The institute presents a number of awards to individuals and organisations that have contributed to the advancement of navigation and its associated sciences:

- The Harold Spencer-Jones Gold Medal is the institute's highest award and is awarded in recognition to those making an outstanding contribution to navigation. Examples of past recipients include P. V. H. Weems, Sir Francis Chichester, Sir Robin Knox-Johnston and current Director of the RIN Ramsey Faragher.
- The JED Williams Medal is awarded to individuals making an outstanding contribution to the affairs of the institute.
- The Michael Richey Medal is awarded to the authors of the best paper in each volume of the institute's Journal of Navigation.
- The Duke of Edinburgh's Navigation Award (formerly the institute's Technical Excellence Award) is awarded to individuals or organisations for outstanding technical achievement. Examples of past recipients include the National Air Traffic Services and NASA.

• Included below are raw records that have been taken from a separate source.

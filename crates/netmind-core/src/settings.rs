//! Runtime typed key/value settings store.
//!
//! Hierarchical string keys (`llm.api_key`, `watch.default_poll_interval_ms`,
//! `scope.active`) map to typed values. Writes persist to a JSON backing
//! file, publish a `settings_changed` event with the full diff, and only
//! then become observable to getters. Reads never fail.

use std::collections::HashMap;
use std::path::{Path, PathBuf};
use std::sync::{Arc, Mutex, RwLock};

use serde::{Deserialize, Serialize};
use tracing::{debug, warn};

use crate::error::{CoreError, Result};
use crate::events::{EventKind, EventLog};

/// A typed setting value. Serialized as plain JSON (self-describing).
#[derive(Debug, Clone, PartialEq, Serialize, Deserialize)]
#[serde(untagged)]
pub enum SettingValue {
    Bool(bool),
    Num(f64),
    Str(String),
    Map(serde_json::Map<String, serde_json::Value>),
}

impl SettingValue {
    pub fn as_bool(&self) -> Option<bool> {
        match self {
            SettingValue::Bool(b) => Some(*b),
            _ => None,
        }
    }

    pub fn as_f64(&self) -> Option<f64> {
        match self {
            SettingValue::Num(n) => Some(*n),
            _ => None,
        }
    }

    pub fn as_u64(&self) -> Option<u64> {
        match self {
            SettingValue::Num(n) if *n >= 0.0 => Some(*n as u64),
            _ => None,
        }
    }

    pub fn as_str(&self) -> Option<&str> {
        match self {
            SettingValue::Str(s) => Some(s),
            _ => None,
        }
    }
}

impl From<bool> for SettingValue {
    fn from(v: bool) -> Self {
        SettingValue::Bool(v)
    }
}

impl From<f64> for SettingValue {
    fn from(v: f64) -> Self {
        SettingValue::Num(v)
    }
}

impl From<u64> for SettingValue {
    fn from(v: u64) -> Self {
        SettingValue::Num(v as f64)
    }
}

impl From<&str> for SettingValue {
    fn from(v: &str) -> Self {
        SettingValue::Str(v.to_string())
    }
}

impl From<String> for SettingValue {
    fn from(v: String) -> Self {
        SettingValue::Str(v)
    }
}

/// One mutated key with its before/after values.
#[derive(Debug, Clone, Serialize)]
pub struct SettingChange {
    pub key: String,
    pub old: Option<SettingValue>,
    pub new: Option<SettingValue>,
}

/// Full diff of a single mutation, handed to subscribers and attached to
/// the `settings_changed` event payload.
#[derive(Debug, Clone, Serialize)]
pub struct SettingsDiff {
    pub changes: Vec<SettingChange>,
}

type SettingsCallback = Arc<dyn Fn(&SettingsDiff) + Send + Sync>;

struct SettingsSubscriber {
    id: u64,
    prefix: String,
    callback: SettingsCallback,
}

/// Typed configuration store with scoped get/set and change subscribers.
pub struct ConfigStore {
    values: RwLock<HashMap<String, SettingValue>>,
    subscribers: RwLock<Vec<SettingsSubscriber>>,
    next_sub_id: Mutex<u64>,
    /// Serializes mutations so persist + notify + swap stay ordered.
    write_lock: Mutex<()>,
    path: Option<PathBuf>,
    events: Option<Arc<EventLog>>,
}

impl ConfigStore {
    /// In-memory store with no backing file (tests, ephemeral sessions).
    pub fn in_memory(events: Option<Arc<EventLog>>) -> Self {
        Self {
            values: RwLock::new(HashMap::new()),
            subscribers: RwLock::new(Vec::new()),
            next_sub_id: Mutex::new(1),
            write_lock: Mutex::new(()),
            path: None,
            events,
        }
    }

    /// Open a store backed by `path`, loading existing values if the file
    /// exists. A missing or unreadable file starts empty (reads never fail).
    pub fn open(path: impl AsRef<Path>, events: Option<Arc<EventLog>>) -> Self {
        let path = path.as_ref().to_path_buf();
        let values = match std::fs::read(&path) {
            Ok(bytes) => match serde_json::from_slice::<HashMap<String, SettingValue>>(&bytes) {
                Ok(map) => map,
                Err(e) => {
                    warn!(path = %path.display(), "settings file unreadable, starting empty: {e}");
                    HashMap::new()
                }
            },
            Err(_) => HashMap::new(),
        };
        Self {
            values: RwLock::new(values),
            subscribers: RwLock::new(Vec::new()),
            next_sub_id: Mutex::new(1),
            write_lock: Mutex::new(()),
            path: Some(path),
            events,
        }
    }

    /// Look up a key. Absent keys return `None`; reads never fail.
    pub fn get(&self, key: &str) -> Option<SettingValue> {
        self.values.read().unwrap().get(key).cloned()
    }

    pub fn get_bool(&self, key: &str) -> Option<bool> {
        self.get(key).and_then(|v| v.as_bool())
    }

    pub fn get_u64(&self, key: &str) -> Option<u64> {
        self.get(key).and_then(|v| v.as_u64())
    }

    pub fn get_f64(&self, key: &str) -> Option<f64> {
        self.get(key).and_then(|v| v.as_f64())
    }

    pub fn get_str(&self, key: &str) -> Option<String> {
        self.get(key).and_then(|v| v.as_str().map(str::to_string))
    }

    /// Write a key. The change event is published before the new value is
    /// observable to getters; on backing-file failure the prior value is
    /// kept and `ConfigIo` is returned.
    pub fn set(&self, key: &str, value: impl Into<SettingValue>) -> Result<()> {
        let value = value.into();
        let _guard = self.write_lock.lock().unwrap();

        let old = self.values.read().unwrap().get(key).cloned();
        if old.as_ref() == Some(&value) {
            return Ok(()); // no-op write, no event
        }

        // Persist the candidate state first: a failed write must leave the
        // observable store untouched.
        if let Some(path) = &self.path {
            let mut candidate = self.values.read().unwrap().clone();
            candidate.insert(key.to_string(), value.clone());
            persist(path, &candidate)?;
        }

        let diff = SettingsDiff {
            changes: vec![SettingChange {
                key: key.to_string(),
                old,
                new: Some(value.clone()),
            }],
        };

        if let Some(events) = &self.events {
            let payload = serde_json::to_value(&diff).unwrap_or(serde_json::Value::Null);
            events.append(EventKind::SettingsChanged, payload);
        }
        self.notify(&diff);

        self.values
            .write()
            .unwrap()
            .insert(key.to_string(), value);
        debug!(key, "setting updated");
        Ok(())
    }

    /// Subscribe to changes on keys starting with `prefix` (empty prefix
    /// matches everything).
    pub fn subscribe(&self, prefix: &str, callback: SettingsCallback) -> u64 {
        let mut next = self.next_sub_id.lock().unwrap();
        let id = *next;
        *next += 1;
        self.subscribers.write().unwrap().push(SettingsSubscriber {
            id,
            prefix: prefix.to_string(),
            callback,
        });
        id
    }

    pub fn unsubscribe(&self, id: u64) {
        self.subscribers.write().unwrap().retain(|s| s.id != id);
    }

    /// Snapshot of every key currently set (diagnostics, CLI dump).
    pub fn snapshot(&self) -> HashMap<String, SettingValue> {
        self.values.read().unwrap().clone()
    }

    fn notify(&self, diff: &SettingsDiff) {
        let subs = self.subscribers.read().unwrap();
        for sub in subs.iter() {
            let relevant = diff
                .changes
                .iter()
                .any(|c| c.key.starts_with(&sub.prefix));
            if relevant {
                (sub.callback)(diff);
            }
        }
    }
}

/// Atomic write: temp file in the same directory, then rename over.
fn persist(path: &Path, values: &HashMap<String, SettingValue>) -> Result<()> {
    let io_err = |source: std::io::Error| CoreError::ConfigIo {
        path: path.to_path_buf(),
        source,
    };
    if let Some(parent) = path.parent() {
        std::fs::create_dir_all(parent).map_err(io_err)?;
    }
    let bytes = serde_json::to_vec_pretty(values)?;
    let tmp = path.with_extension("json.tmp");
    std::fs::write(&tmp, bytes).map_err(io_err)?;
    std::fs::rename(&tmp, path).map_err(io_err)?;
    Ok(())
}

Nomination guidance for the various awards is provided on the institute's website.

The institute offers a number of scholarships to assist in the education and development of its younger members.

== Library ==
The institute houses the Cundall Library of Navigation at its offices in London. The Cundall Library of Navigation, the UK's leading navigation-specific library of books and resources, from which members may borrow, is also open to the public.

== Publications ==
The institute regularly issues two leading publications in print edition as well as online:

- The Journal of Navigation is published six times a year by Cambridge University Press. It contains papers which have been presented at meetings, other original papers and selected papers and reports from the institute's Special Interest Groups.
- Navigation News is published six times a year by the institute and contains a full accounts of the institute's proceedings and activities, including a record of current navigational work, a diary of events, topical articles, news, membership, and advertising.